Whether it’s down to Squid Game or kawaii culture, fascination with Korea and Japan is fuelling a boom in learning east Asian languages. Japanese is the fastest growing language to be learned in the UK this year on the online platform Duolingo, and Korean is the fourth fastest.
Most of the interest is driven by cultural issues, the firm said in its 2021 Duolingo language report, which will be published tomorrow and analyses how the 20 million downloads of its platform are used.
Established elements of Japanese popular culture, such as Pokémon and video games, have been joined by a global surge in the popularity of anime such as Dragon Ball and My Hero Academia.
Duolingo said that 26% of language learners had been influenced by key cultural moments, such as the Tokyo Olympics and Euro 2020, and by TV shows such as Squid Game, which saw a 76% rise in Korean learners after it launched in September. A third of learners said they had chosen to watch a film or TV programme in another language.

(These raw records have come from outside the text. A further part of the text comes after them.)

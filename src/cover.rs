//! Cover art fetching and transcoding
//!
//! Resolves a cover-image URL to a size-bounded JPEG buffer. Every failure
//! mode (bad URL, network error, undecodable bytes) degrades to "no cover";
//! a missing cover never fails an album job. A single attempt is made, no
//! retries.

use image::codecs::jpeg::JpegEncoder;
use std::io::Cursor;

use crate::config::CoverConfig;

/// Fetches a cover image over HTTP and re-encodes it as a bounded JPEG
pub struct CoverArtFetcher {
    client: reqwest::Client,
    max_dimension: u32,
    jpeg_quality: u8,
}

impl CoverArtFetcher {
    /// Create a fetcher from the cover configuration
    pub fn new(config: &CoverConfig) -> Self {
        Self {
            client: reqwest::Client::new(),
            max_dimension: config.cover_max_dimension,
            jpeg_quality: config.cover_jpeg_quality,
        }
    }

    /// Fetch `url` and return a JPEG buffer no larger than the configured
    /// bound on either dimension, or `None` if anything goes wrong.
    pub async fn fetch(&self, url: &str) -> Option<Vec<u8>> {
        if url.trim().is_empty() {
            return None;
        }

        let response = match self.client.get(url).send().await {
            Ok(r) => r,
            Err(e) => {
                tracing::warn!(url, error = %e, "Cover art request failed");
                return None;
            }
        };

        if !response.status().is_success() {
            tracing::warn!(url, status = %response.status(), "Cover art request rejected");
            return None;
        }

        let bytes = match response.bytes().await {
            Ok(b) => b.to_vec(),
            Err(e) => {
                tracing::warn!(url, error = %e, "Failed to read cover art body");
                return None;
            }
        };

        let max_dimension = self.max_dimension;
        let jpeg_quality = self.jpeg_quality;

        // Decode + resize + re-encode is CPU work; keep it off the async threads
        let transcoded =
            tokio::task::spawn_blocking(move || transcode(&bytes, max_dimension, jpeg_quality))
                .await;

        match transcoded {
            Ok(Ok(jpeg)) => {
                tracing::debug!(url, bytes = jpeg.len(), "Cover art transcoded");
                Some(jpeg)
            }
            Ok(Err(e)) => {
                tracing::warn!(url, error = %e, "Cover art could not be decoded");
                None
            }
            Err(e) => {
                tracing::warn!(url, error = %e, "Cover art transcode task failed");
                None
            }
        }
    }
}

/// Decode an image buffer, bound its dimensions, and re-encode as JPEG.
fn transcode(bytes: &[u8], max_dimension: u32, quality: u8) -> image::ImageResult<Vec<u8>> {
    let img = image::load_from_memory(bytes)?;

    let img = if img.width().max(img.height()) > max_dimension {
        img.thumbnail(max_dimension, max_dimension)
    } else {
        img
    };

    // JPEG has no alpha channel
    let rgb = img.to_rgb8();

    let mut out = Cursor::new(Vec::new());
    let mut encoder = JpegEncoder::new_with_quality(&mut out, quality);
    encoder.encode_image(&rgb)?;
    Ok(out.into_inner())
}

Globally, Japanese overtook Italian to become the fifth most popular language in 2021.
Jun Jinushi, executive director of the Japan National Tourism Organisation’s London office, said that the numbers of people travelling from the UK to Japan had been at an all-time high before the pandemic hit.
“We have certainly felt the growing interest in Japan and Japanese culture over the past few years,” he said, citing the Rugby World Cup in 2019, and TV shows such as Joanna Lumley’s Japan, James May: Our Man in Japan and Tom Daley Goes Global.
“There may also be something to be said for the ubiquity of Japanese food on UK menus, and a generation of children who fell in love with Japanese pop culture now coming of age and reappreciating the country and language that gave them the likes of Pokémon, Super Mario, and Studio Ghibli.”
Spanish, French, German, English and Italian are the most popular languages on Duolingo in the UK, followed by Japanese and Welsh, the fastest growing language last year.
Welsh remains popular, according to Colin Watkins, UK country manager at the firm. “We’re almost at two million learners, which I expect we will pass before Christmas,” he said.
“The increasing popularity of Asian languages, driven by the interest in Asian culture, point to a fundamental change in learner motivations and a real shift in what the UK wants to learn.”